Before signing a contract, entering into a transaction, or starting a new venture, you should weigh the risks of the actions you are about to take. You should also perform a cost-benefit analysis to help determine whether you need to use a lawyer to assist with addressing the risks in the contemplated venture or transaction. The more risks you take on, the more important it is to use a lawyer to assist with the transaction or business venture. This may even be more important in the current economy when profits are not as easy to come by as they were a few years ago.

While it may only take a few hours for a lawyer to review a contract, form a business entity, or provide you with advice about a transaction, the amount of hours necessary to prosecute or defend a business dispute can be staggering. Many disputes that I have seen could have been avoided if the client had an attorney provide them with a few hours of advice before they got involved with the project. In addition to providing specific legal advice regarding the contemplated transaction or business venture, the right lawyer can also provide valuable general advice based upon their years of experience and experience with similar matters.

In addition to providing legal advice about a contemplated venture or transaction, I also have some general advice I’ve found to be valuable to clients regarding contemplated transactions or business ventures:

-Listen to your gut and the gut of your business partners and spouses. I have seen a number of disputes where one or more of the parties affiliated with our client felt early on that something was not right about the transaction or the parties with whom they were dealing. In hindsight, clients have informed me many times that they wished that they had listened to their gut or the gut of their business partners and spouses;

-Be very careful when the other party to your venture or transaction asks that you do things differently than you have done in the past. This is a red flag. Watch out. If you have never previously dealt with the other party, you may want to require that the venture or transaction be handled in a manner similar to how you have handled it in the past.

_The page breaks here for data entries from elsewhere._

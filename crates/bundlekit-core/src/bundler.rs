//! Bundler abstraction
//!
//! Packages the resolved contents of a store view into a runnable artifact.
//! Invoked once per `bundle()` call, never on the read path.

use alloc::sync::Arc;
use async_trait::async_trait;
use serde::{Deserialize, Serialize};
use std::collections::BTreeMap;
use std::path::PathBuf;

use crate::store::StoreView;
use crate::BundleError;

/// Link scheme used for mounts and app links
pub const LINK_SCHEME: &str = "bundle";

/// Parameters for one bundling run
#[derive(Debug, Clone, PartialEq, Eq, Serialize, Deserialize)]
pub struct BundleRequest {
    pub entrypoint: String,
    /// Scratch directory for extracted native assets
    pub cwd: PathBuf,
    pub absolute_prebuilds: bool,
    /// Prefix the artifact resolves its sources under
    pub mount: String,
}

/// Output of a bundling run
#[derive(Debug, Clone, Default, PartialEq, Eq, Serialize, Deserialize)]
pub struct Artifact {
    pub entrypoint: String,
    pub sources: BTreeMap<String, Vec<u8>>,
    pub resolutions: BTreeMap<String, String>,
}

#[async_trait]
pub trait Bundler: Send + Sync {
    async fn bundle(
        &self,
        view: Arc<dyn StoreView>,
        request: BundleRequest,
    ) -> Result<Artifact, BundleError>;
}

-Be very careful if the other party to the contemplated venture or transaction tries to require that you utilize a contract or documentation that differs from what you typically use for similar transactions or makes you feel uncomfortable. If there is a dispute regarding the transaction, the written contract and related written documentation will be the primary documents upon which the judge or arbitrator will render their decision. Also, make sure that any changes to the agreement or transaction are documented in writing.

If used in a preventative manner and timely manner, you can get good value from a lawyer. If, however, you wait until after a dispute has arisen to see a lawyer, it will likely be much more costly and time consuming. I suggest that you take the advice of the Fram Oil Filter guy and pay a lawyer a little for some legal advice before entering into the transaction or business venture. Otherwise, you will likely have to pay the lawyer a whole lot more later after a dispute arises.